Nasolacrimal Duct Obstruction after Radioactive Iodine Therapy for Thyroid Cancer
- Affiliations
-
- 1Department of Ophthalmology, Inje University Pusan Paik Hospital, Inje University College of Medicine, Busan, Korea. oculoplasty@gmail.com
- 2Therapeutics Center for Ocular Neovascular Disease, Busan, Korea.
Abstract
- PURPOSE
To investigate the clinical manifestation of nasolacrimal duct obstruction after radioactive iodine therapy for thyroid cancer.
METHODS
The authors examined 622 patients who were treated with radioactive iodine therapy after the operation for thyroid cancer from January 2009 to December 2011. Fourteen patients (18 eyes) were diagnosed nasolacrimal duct obstruction based on the lacrimal irrigation test, lacrimal probing test and dacryocystography in our oculoplastic clinic. We analyzed the dose of radioactive iodine therapy, number of treatments, clinical manifestation and treatment type by retrospectively reviewing the patients' medical records.
RESULTS
The mean radioactive iodine dose (215.7 +/- 23.1 mCi, p = 0.01) and the mean number of treatments (1.36 +/- 0.50, p< 0.001) were significantly greater in 14 patients who had nasolacrimal duct obstruction than in patients who did not. The average onset of tearing symptoms occurred 10.2 months after radioactive iodine therapy. The mean time between correct diagnosis and therapy was 18.4 months.
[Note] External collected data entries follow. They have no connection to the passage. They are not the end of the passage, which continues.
//! FFmpeg console verbosity.
//!
//! FFmpeg logs to stderr on its own, independently of the [`log`] facade
//! used by this crate. These helpers tune that output without callers having
//! to depend on `ffmpeg-next` themselves.
//!
//! ```no_run
//! use framewalk::FfmpegLogLevel;
//!
//! framewalk::set_ffmpeg_log_level(FfmpegLogLevel::Error);
//! ```

use std::str::FromStr;

use ffmpeg_next::util::log::Level;

/// FFmpeg internal log verbosity, most quiet first.
#[derive(Debug, Clone, Copy, PartialEq, Eq, Hash, PartialOrd, Ord)]
pub enum FfmpegLogLevel {
    /// Nothing at all.
    Quiet,
    /// Only conditions after which FFmpeg aborts the process.
    Panic,
    /// Unrecoverable errors that leave a context unusable.
    Fatal,
    /// Recoverable errors, such as a corrupt packet.
    Error,
    /// Warnings. FFmpeg's own default.
    Warning,
    /// Informational output, including the container dump.
    Info,
    /// More detailed informational output.
    Verbose,
    /// Debugging output.
    Debug,
    /// Everything, including per-call tracing.
    Trace,
}

impl From<FfmpegLogLevel> for Level {
    fn from(level: FfmpegLogLevel) -> Self {
        match level {
            FfmpegLogLevel::Quiet => Level::Quiet,
            FfmpegLogLevel::Panic => Level::Panic,
            FfmpegLogLevel::Fatal => Level::Fatal,
            FfmpegLogLevel::Error => Level::Error,
            FfmpegLogLevel::Warning => Level::Warning,
            FfmpegLogLevel::Info => Level::Info,
            FfmpegLogLevel::Verbose => Level::Verbose,
            FfmpegLogLevel::Debug => Level::Debug,
            FfmpegLogLevel::Trace => Level::Trace,
        }
    }
}

impl From<Level> for FfmpegLogLevel {
    fn from(level: Level) -> Self {
        match level {
            Level::Quiet => FfmpegLogLevel::Quiet,
            Level::Panic => FfmpegLogLevel::Panic,
            Level::Fatal => FfmpegLogLevel::Fatal,
            Level::Error => FfmpegLogLevel::Error,
            Level::Warning => FfmpegLogLevel::Warning,
            Level::Info => FfmpegLogLevel::Info,
            Level::Verbose => FfmpegLogLevel::Verbose,
            Level::Debug => FfmpegLogLevel::Debug,
            Level::Trace => FfmpegLogLevel::Trace,
        }
    }
}

impl FromStr for FfmpegLogLevel {
    type Err = String;

    fn from_str(value: &str) -> Result<Self, Self::Err> {
        match value.to_ascii_lowercase().as_str() {
            "quiet" => Ok(FfmpegLogLevel::Quiet),
            "panic" => Ok(FfmpegLogLevel::Panic),
            "fatal" => Ok(FfmpegLogLevel::Fatal),
            "error" => Ok(FfmpegLogLevel::Error),
            "warning" | "warn" => Ok(FfmpegLogLevel::Warning),
            "info" => Ok(FfmpegLogLevel::Info),
            "verbose" => Ok(FfmpegLogLevel::Verbose),
            "debug" => Ok(FfmpegLogLevel::Debug),
            "trace" => Ok(FfmpegLogLevel::Trace),
            other => Err(format!("unknown FFmpeg log level: {other}")),
        }
    }
}

/// Set FFmpeg's own stderr verbosity. Does not affect `log` output.
pub fn set_ffmpeg_log_level(level: FfmpegLogLevel) {
    ffmpeg_next::util::log::set_level(level.into());
}

/// Current FFmpeg stderr verbosity, if it maps to a known level.
pub fn get_ffmpeg_log_level() -> Option<FfmpegLogLevel> {
    ffmpeg_next::util::log::get_level().ok().map(FfmpegLogLevel::from)
}
//! Frame reports and report sinks.
//!
//! [`report`] turns a drained frame into an immutable [`FrameReport`]. The
//! pipeline hands every report, in decode order, to a [`ReportSink`], and
//! finishes with one call to [`ReportSink::finished`].
//!
//! # Example
//!
//! ```
//! use framewalk::{DecodedFrame, PictureType, report};
//!
//! let frame = DecodedFrame {
//!     picture_type: PictureType::I,
//!     packet_size: 100,
//!     pts: Some(0),
//!     is_key_frame: true,
//! };
//! let record = report(&frame, 1);
//! assert_eq!(
//!     record.to_string(),
//!     "Frame   1 (type=I, size=  100 bytes) pts    0 key_frame 1"
//! );
//! ```

use std::{
    fmt::{Display, Formatter, Result as FmtResult},
    io::Write,
};

use serde_json::{Value, json};

use crate::{
    decoder::{DecodedFrame, PictureType},
    error::FramewalkError,
    pipeline::RunSummary,
};

/// Marker printed after the last frame of a successful run.
pub const COMPLETION_MARKER: &str = "Done.";

/// Metadata of one decoded frame, captured when it was drained.
#[derive(Debug, Clone, Copy, PartialEq, Eq)]
pub struct FrameReport {
    /// 1-based position of the frame in decode order.
    pub sequence_number: u64,
    /// Picture type.
    pub picture_type: PictureType,
    /// Size in bytes of the packet that produced the frame.
    pub packet_size: usize,
    /// Presentation timestamp in raw stream time base units.
    pub pts: Option<i64>,
    /// Key-frame flag.
    pub is_key_frame: bool,
}

/// Build the report for a drained frame.
pub fn report(frame: &DecodedFrame, sequence_number: u64) -> FrameReport {
    FrameReport {
        sequence_number,
        picture_type: frame.picture_type,
        packet_size: frame.packet_size,
        pts: frame.pts,
        is_key_frame: frame.is_key_frame,
    }
}

impl FrameReport {
    /// Machine-readable form, one object per frame.
    pub fn to_json(&self) -> Value {
        json!({
            "seq": self.sequence_number,
            "type": self.picture_type.code(),
            "size": self.packet_size,
            "pts": self.pts,
            "key": self.is_key_frame,
        })
    }
}

impl Display for FrameReport {
    fn fmt(&self, f: &mut Formatter<'_>) -> FmtResult {
        let pts = match self.pts {
            Some(pts) => pts.to_string(),
            None => "NOPTS".to_string(),
        };
        write!(
            f,
            "Frame {:>3} (type={}, size={:>5} bytes) pts {:>4} key_frame {}",
            self.sequence_number,
            self.picture_type,
            self.packet_size,
            pts,
            u8::from(self.is_key_frame),
        )
    }
}

/// Destination for frame reports.
///
/// Receives every report of a run in decode order, then exactly one
/// [`finished`](ReportSink::finished) call if the run completes. A run that
/// fails never calls `finished`; the error is returned to the caller instead.
pub trait ReportSink {
    /// Called once per decoded frame.
    fn frame(&mut self, report: &FrameReport) -> Result<(), FramewalkError>;

    /// Called once after the last frame of a successful run.
    fn finished(&mut self, summary: &RunSummary) -> Result<(), FramewalkError>;
}

impl<S: ReportSink + ?Sized> ReportSink for &mut S {
    fn frame(&mut self, report: &FrameReport) -> Result<(), FramewalkError> {
        (**self).frame(report)
    }

    fn finished(&mut self, summary: &RunSummary) -> Result<(), FramewalkError> {
        (**self).finished(summary)
    }
}

/// Writes one text line per frame and [`COMPLETION_MARKER`] at the end.
#[derive(Debug)]
pub struct LineSink<W: Write> {
    writer: W,
}

impl<W: Write> LineSink<W> {
    /// Write text lines to `writer`. Wrap unbuffered writers in a
    /// [`BufWriter`](std::io::BufWriter); the sink flushes once at the end.
    pub fn new(writer: W) -> Self {
        Self { writer }
    }

    /// Recover the underlying writer.
    pub fn into_inner(self) -> W {
        self.writer
    }
}

impl<W: Write> ReportSink for LineSink<W> {
    fn frame(&mut self, report: &FrameReport) -> Result<(), FramewalkError> {
        writeln!(self.writer, "{report}")?;
        Ok(())
    }

    fn finished(&mut self, _summary: &RunSummary) -> Result<(), FramewalkError> {
        writeln!(self.writer, "{COMPLETION_MARKER}")?;
        self.writer.flush()?;
        Ok(())
    }
}

/// Writes one JSON object per line; the last line carries `"done": true`
/// and the run summary.
#[derive(Debug)]
pub struct JsonLinesSink<W: Write> {
    writer: W,
}

impl<W: Write> JsonLinesSink<W> {
    /// Write one compact JSON object per line to `writer`.
    pub fn new(writer: W) -> Self {
        Self { writer }
    }

    /// Recover the underlying writer.
    pub fn into_inner(self) -> W {
        self.writer
    }
}

impl<W: Write> ReportSink for JsonLinesSink<W> {
    fn frame(&mut self, report: &FrameReport) -> Result<(), FramewalkError> {
        writeln!(self.writer, "{}", report.to_json())?;
        Ok(())
    }

    fn finished(&mut self, summary: &RunSummary) -> Result<(), FramewalkError> {
        let mut payload = summary.to_json();
        if let Value::Object(map) = &mut payload {
            map.insert("done".to_string(), Value::Bool(true));
        }
        writeln!(self.writer, "{payload}")?;
        self.writer.flush()?;
        Ok(())
    }
}

/// Keeps every report in memory.
#[derive(Debug, Default)]
pub struct CollectingSink {
    /// Reports received so far, in decode order.
    pub reports: Vec<FrameReport>,
    /// Summary of the run, once it completed.
    pub summary: Option<RunSummary>,
}

impl CollectingSink {
    pub fn new() -> Self {
        Self::default()
    }

    /// Whether the completion signal was received.
    pub fn is_finished(&self) -> bool {
        self.summary.is_some()
    }
}

impl ReportSink for CollectingSink {
    fn frame(&mut self, report: &FrameReport) -> Result<(), FramewalkError> {
        self.reports.push(*report);
        Ok(())
    }

    fn finished(&mut self, summary: &RunSummary) -> Result<(), FramewalkError> {
        self.summary = Some(summary.clone());
        Ok(())
    }
}

/// Emits each report as an `info` record through the `log` facade.
#[derive(Debug, Default)]
pub struct LogSink;

impl ReportSink for LogSink {
    fn frame(&mut self, report: &FrameReport) -> Result<(), FramewalkError> {
        log::info!("{report}");
        Ok(())
    }

    fn finished(&mut self, summary: &RunSummary) -> Result<(), FramewalkError> {
        log::info!("{COMPLETION_MARKER} {summary}");
        Ok(())
    }
}
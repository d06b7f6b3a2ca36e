//! Container-level metadata.
//!
//! Read from the demuxer once streams have been probed. Only used for
//! diagnostics; the decode loop never consults it.

use std::{collections::HashMap, time::Duration};

use ffmpeg_next::format::context::Input;

/// Container-level metadata of an opened [`MediaSource`](crate::MediaSource).
#[derive(Debug, Clone, Default, PartialEq)]
#[must_use]
pub struct ContainerMetadata {
    /// Container format name (e.g. `"mov,mp4,m4a,3gp,3g2,mj2"`, `"matroska,webm"`).
    pub format: String,
    /// Total duration, or [`Duration::ZERO`] when the container does not say.
    pub duration: Duration,
    /// Number of streams in the container.
    pub stream_count: usize,
    /// Container tags (title, encoder, ...), if any.
    pub tags: Option<HashMap<String, String>>,
}

impl ContainerMetadata {
    pub(crate) fn from_input(input: &Input) -> Self {
        let duration_microseconds = input.duration();
        let duration = if duration_microseconds > 0 {
            Duration::from_micros(duration_microseconds as u64)
        } else {
            Duration::ZERO
        };

        let tags: HashMap<String, String> = input
            .metadata()
            .iter()
            .map(|(key, value)| (key.to_string(), value.to_string()))
            .collect();

        Self {
            format: input.format().name().to_string(),
            duration,
            stream_count: input.nb_streams() as usize,
            tags: if tags.is_empty() { None } else { Some(tags) },
        }
    }
}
Three patients (3 eyes) had occlusion at the common cannaliculus and 11 patients (15 eyes) had occlusion at the nasolacrimal duct. Ten patients (13 eyes) underwent endonasal dacryocystorhinostomy for complete obstruction and 4 patients (5 eyes) underwent silicone tube intubation for partial obstruction.
CONCLUSIONS
Nasolacrimal duct obstruction is a rare complication associated with radioactive iodine therapy for thyroid cancer, thus, clinicians should be aware of this complication and refer patients with symptoms of epiphora to the oculoplastic department for specialized evaluation and treatment.